▶ What needs to be done: Using the entries that follow, collect the lines where the word "broke" appears.

▶ Dataset records:
//! Rolling Logger
//!
//! Installs a global `tracing` subscriber whose output goes to:
//! - an in-memory circular buffer of the most recent lines ([`recent_lines`])
//! - a daily-rolling file `<app>.<YYYY-MM-DD>.log` when a directory is given
//!   (native targets only, via `tracing-appender`)
//! - the browser console on wasm
//!
//! `log` records are bridged into `tracing`, so library crates keep using the
//! `log` macros.

use std::collections::VecDeque;
use std::io::{self, Write};
use std::path::PathBuf;
use std::sync::{Arc, Mutex, OnceLock};

use thiserror::Error;
use tracing_subscriber::filter::LevelFilter;
use tracing_subscriber::fmt::format::Writer;
use tracing_subscriber::fmt::time::FormatTime;
use tracing_subscriber::fmt::{self, MakeWriter};
use tracing_subscriber::layer::SubscriberExt;
use tracing_subscriber::util::SubscriberInitExt;
use tracing_subscriber::{Layer, Registry};

/// Lines kept in memory
pub const DEFAULT_CAPACITY: usize = 500;

#[derive(Debug, Error)]
pub enum LoggerError {
    #[error("logger already initialized")]
    AlreadyInitialized,
    #[error("logger not initialized")]
    NotInitialized,
    #[error("failed to open log file: {0}")]
    Appender(String),
    #[error("failed to install subscriber: {0}")]
    Subscriber(String),
}

/// Fixed-size buffer of the most recent log lines
#[derive(Debug)]
pub struct RingBuffer {
    lines: VecDeque<String>,
    capacity: usize,
}

impl RingBuffer {
    pub fn new(capacity: usize) -> Self {
        Self {
            lines: VecDeque::with_capacity(capacity),
            capacity: capacity.max(1),
        }
    }

    pub fn push(&mut self, line: String) {
        if self.lines.len() == self.capacity {
            self.lines.pop_front();
        }
        self.lines.push_back(line);
    }

    pub fn lines(&self) -> Vec<String> {
        self.lines.iter().cloned().collect()
    }

    pub fn len(&self) -> usize {
        self.lines.len()
    }

    pub fn is_empty(&self) -> bool {
        self.lines.is_empty()
    }
}

struct Sinks {
    ring: Mutex<RingBuffer>,
}

static SINKS: OnceLock<Arc<Sinks>> = OnceLock::new();

struct LocalTime;

impl FormatTime for LocalTime {
    fn format_time(&self, w: &mut Writer<'_>) -> std::fmt::Result {
        write!(w, "{}", chrono::Local::now().format("%H:%M:%S%.3f"))
    }
}

#[derive(Clone)]
struct FanoutMakeWriter {
    sinks: Arc<Sinks>,
}

/// Buffers one formatted event and commits it to every sink on drop
struct FanoutWriter {
    sinks: Arc<Sinks>,
    buf: Vec<u8>,
}

impl<'a> MakeWriter<'a> for FanoutMakeWriter {
    type Writer = FanoutWriter;

    fn make_writer(&'a self) -> Self::Writer {
        FanoutWriter {
            sinks: self.sinks.clone(),
            buf: Vec::new(),
        }
    }
}

impl Write for FanoutWriter {
    fn write(&mut self, data: &[u8]) -> io::Result<usize> {
        self.buf.extend_from_slice(data);
        Ok(data.len())
    }

    fn flush(&mut self) -> io::Result<()> {
        Ok(())
    }
}

impl Drop for FanoutWriter {
    fn drop(&mut self) {
        if self.buf.is_empty() {
            return;
        }
        let line = String::from_utf8_lossy(&self.buf).into_owned();

        #[cfg(target_arch = "wasm32")]
        web_sys::console::log_1(&line.trim_end().into());

        if let Ok(mut ring) = self.sinks.ring.lock() {
            ring.push(line.trim_end().to_string());
        }
    }
}

type BoxedLayer = Box<dyn Layer<Registry> + Send + Sync>;

/// Daily-rolling `<app>.<YYYY-MM-DD>.log` under `dir`
#[cfg(not(target_arch = "wasm32"))]
fn file_layer(dir: PathBuf, app_name: &str) -> Result<BoxedLayer, LoggerError> {
    use tracing_appender::rolling::{RollingFileAppender, Rotation};

    let appender = RollingFileAppender::builder()
        .rotation(Rotation::DAILY)
        .filename_prefix(app_name)
        .filename_suffix("log")
        .build(dir)
        .map_err(|e| LoggerError::Appender(e.to_string()))?;

    Ok(fmt::layer()
        .with_writer(appender)
        .with_timer(LocalTime)
        .with_ansi(false)
        .with_target(true)
        .boxed())
}

#[cfg(target_arch = "wasm32")]
fn file_layer(_dir: PathBuf, _app_name: &str) -> Result<BoxedLayer, LoggerError> {
    Err(LoggerError::Appender("no filesystem on wasm".to_string()))
}

/// Install the global logger.
///
/// `log_dir` enables the daily file on native targets; it is ignored on
/// wasm. May only be called once per process.
pub fn init_logger(log_dir: Option<PathBuf>, app_name: &str) -> Result<(), LoggerError> {
    init_with_capacity(log_dir, app_name, DEFAULT_CAPACITY)
}

pub fn init_with_capacity(
    log_dir: Option<PathBuf>,
    app_name: &str,
    capacity: usize,
) -> Result<(), LoggerError> {
    if SINKS.get().is_some() {
        return Err(LoggerError::AlreadyInitialized);
    }

    let file = match log_dir {
        Some(dir) if cfg!(not(target_arch = "wasm32")) => Some(file_layer(dir, app_name)?),
        _ => None,
    };
    let sinks = Arc::new(Sinks {
        ring: Mutex::new(RingBuffer::new(capacity)),
    });
    SINKS
        .set(sinks.clone())
        .map_err(|_| LoggerError::AlreadyInitialized)?;

    let fanout = fmt::layer()
        .with_writer(FanoutMakeWriter { sinks })
        .with_timer(LocalTime)
        .with_ansi(false)
        .with_target(true);

    tracing_subscriber::registry()
        .with(file)
        .with(fanout)
        .with(LevelFilter::DEBUG)
        .try_init()
        .map_err(|e| LoggerError::Subscriber(e.to_string()))?;

    tracing::info!(app = app_name, "logger initialized");
    Ok(())
}

/// Most recent lines, oldest first. Empty before initialization.
pub fn recent_lines() -> Vec<String> {
    SINKS
        .get()
        .and_then(|sinks| sinks.ring.lock().ok().map(|ring| ring.lines()))
        .unwrap_or_default()
}

pub fn info(msg: &str) -> Result<(), LoggerError> {
    if SINKS.get().is_none() {
        return Err(LoggerError::NotInitialized);
    }
    tracing::info!("{}", msg);
    Ok(())
}

pub fn error(msg: &str) -> Result<(), LoggerError> {
    if SINKS.get().is_none() {
        return Err(LoggerError::NotInitialized);
    }
    tracing::error!("{}", msg);
    Ok(())
}

#[cfg(test)]
mod tests {
    use super::*;

    #[test]
    fn test_ring_buffer_drops_oldest() {
        let mut ring = RingBuffer::new(2);
        ring.push("one".to_string());
        ring.push("two".to_string());
        ring.push("three".to_string());

        assert_eq!(ring.lines(), vec!["two", "three"]);
        assert_eq!(ring.len(), 2);
    }

    // The global subscriber can be installed once per process, so the whole
    // lifecycle lives in one test.
    #[test]
    fn test_init_captures_log_records() {
        let dir = tempfile::tempdir().unwrap();
        assert!(matches!(info("too early"), Err(LoggerError::NotInitialized)));

        init_logger(Some(dir.path().to_path_buf()), "MenuAdmin").unwrap();
        log::info!("saved ordering for menu m1");
        error("something broke").unwrap();

        let lines = recent_lines();
        assert!(lines.iter().any(|l| l.contains("saved ordering for menu m1")));
        assert!(lines.iter().any(|l| l.contains("ERROR") && l.contains("something broke")));

        // one file for today, named <app>.<date>.log
        let files: Vec<PathBuf> = std::fs::read_dir(dir.path())
            .unwrap()
            .map(|entry| entry.unwrap().path())
            .collect();
        assert_eq!(files.len(), 1);
        let name = files[0].file_name().unwrap().to_string_lossy().into_owned();
        assert!(name.starts_with("MenuAdmin.") && name.ends_with(".log"));

        let contents = std::fs::read_to_string(&files[0]).unwrap();
        assert!(contents.contains("logger initialized"));
        assert!(contents.contains("saved ordering for menu m1"));

        assert!(matches!(
            init_logger(None, "MenuAdmin"),
            Err(LoggerError::AlreadyInitialized)
        ));
    }
}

▶ Task solution:
        error("something broke").unwrap();
        assert!(lines.iter().any(|l| l.contains("ERROR") && l.contains("something broke")));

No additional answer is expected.